REQUIRED ACTION: Retype every record that follows, character for character.

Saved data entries
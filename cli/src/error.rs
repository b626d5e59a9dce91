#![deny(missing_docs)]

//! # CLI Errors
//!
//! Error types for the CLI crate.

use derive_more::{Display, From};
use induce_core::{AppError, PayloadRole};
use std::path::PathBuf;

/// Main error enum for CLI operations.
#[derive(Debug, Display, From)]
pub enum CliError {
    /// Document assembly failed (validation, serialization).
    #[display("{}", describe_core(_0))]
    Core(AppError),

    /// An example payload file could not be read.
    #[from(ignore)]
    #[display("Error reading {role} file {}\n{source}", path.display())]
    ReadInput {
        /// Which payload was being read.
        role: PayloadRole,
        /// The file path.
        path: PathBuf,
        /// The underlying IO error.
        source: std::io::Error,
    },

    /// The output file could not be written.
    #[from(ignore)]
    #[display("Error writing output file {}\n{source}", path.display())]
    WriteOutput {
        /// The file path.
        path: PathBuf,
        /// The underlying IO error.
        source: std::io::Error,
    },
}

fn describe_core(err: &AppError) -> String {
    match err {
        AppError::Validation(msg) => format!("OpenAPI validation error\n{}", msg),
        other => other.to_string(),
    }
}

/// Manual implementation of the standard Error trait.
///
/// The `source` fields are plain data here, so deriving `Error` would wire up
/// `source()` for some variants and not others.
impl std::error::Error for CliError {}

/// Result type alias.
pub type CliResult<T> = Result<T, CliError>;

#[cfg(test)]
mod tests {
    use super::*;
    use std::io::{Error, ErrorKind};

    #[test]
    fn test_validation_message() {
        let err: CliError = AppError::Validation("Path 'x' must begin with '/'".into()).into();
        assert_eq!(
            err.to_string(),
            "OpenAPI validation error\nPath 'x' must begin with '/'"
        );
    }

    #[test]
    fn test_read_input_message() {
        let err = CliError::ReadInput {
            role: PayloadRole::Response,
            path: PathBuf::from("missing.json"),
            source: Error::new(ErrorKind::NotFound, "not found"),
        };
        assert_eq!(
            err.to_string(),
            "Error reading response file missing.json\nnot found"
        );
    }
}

WRITTEN RESPONSE:
filename cli/src/error.rs
repository b626d5e59a9dce91
#![deny(missing_docs)]

//! # CLI Errors
//!
//! Error types for the CLI crate.

use derive_more::{Display, From};
use induce_core::{AppError, PayloadRole};
use std::path::PathBuf;

/// Main error enum for CLI operations.
#[derive(Debug, Display, From)]
pub enum CliError {
    /// Document assembly failed (validation, serialization).
    #[display("{}", describe_core(_0))]
    Core(AppError),

    /// An example payload file could not be read.
    #[from(ignore)]
    #[display("Error reading {role} file {}\n{source}", path.display())]
    ReadInput {
        /// Which payload was being read.
        role: PayloadRole,
        /// The file path.
        path: PathBuf,
        /// The underlying IO error.
        source: std::io::Error,
    },

    /// The output file could not be written.
    #[from(ignore)]
    #[display("Error writing output file {}\n{source}", path.display())]
    WriteOutput {
        /// The file path.
        path: PathBuf,
        /// The underlying IO error.
        source: std::io::Error,
    },
}

fn describe_core(err: &AppError) -> String {
    match err {
        AppError::Validation(msg) => format!("OpenAPI validation error\n{}", msg),
        other => other.to_string(),
    }
}

/// Manual implementation of the standard Error trait.
///
/// The `source` fields are plain data here, so deriving `Error` would wire up
/// `source()` for some variants and not others.
impl std::error::Error for CliError {}

/// Result type alias.
pub type CliResult<T> = Result<T, CliError>;

#[cfg(test)]
mod tests {
    use super::*;
    use std::io::{Error, ErrorKind};

    #[test]
    fn test_validation_message() {
        let err: CliError = AppError::Validation("Path 'x' must begin with '/'".into()).into();
        assert_eq!(
            err.to_string(),
            "OpenAPI validation error\nPath 'x' must begin with '/'"
        );
    }

    #[test]
    fn test_read_input_message() {
        let err = CliError::ReadInput {
            role: PayloadRole::Response,
            path: PathBuf::from("missing.json"),
            source: Error::new(ErrorKind::NotFound, "not found"),
        };
        assert_eq!(
            err.to_string(),
            "Error reading response file missing.json\nnot found"
        );
    }
}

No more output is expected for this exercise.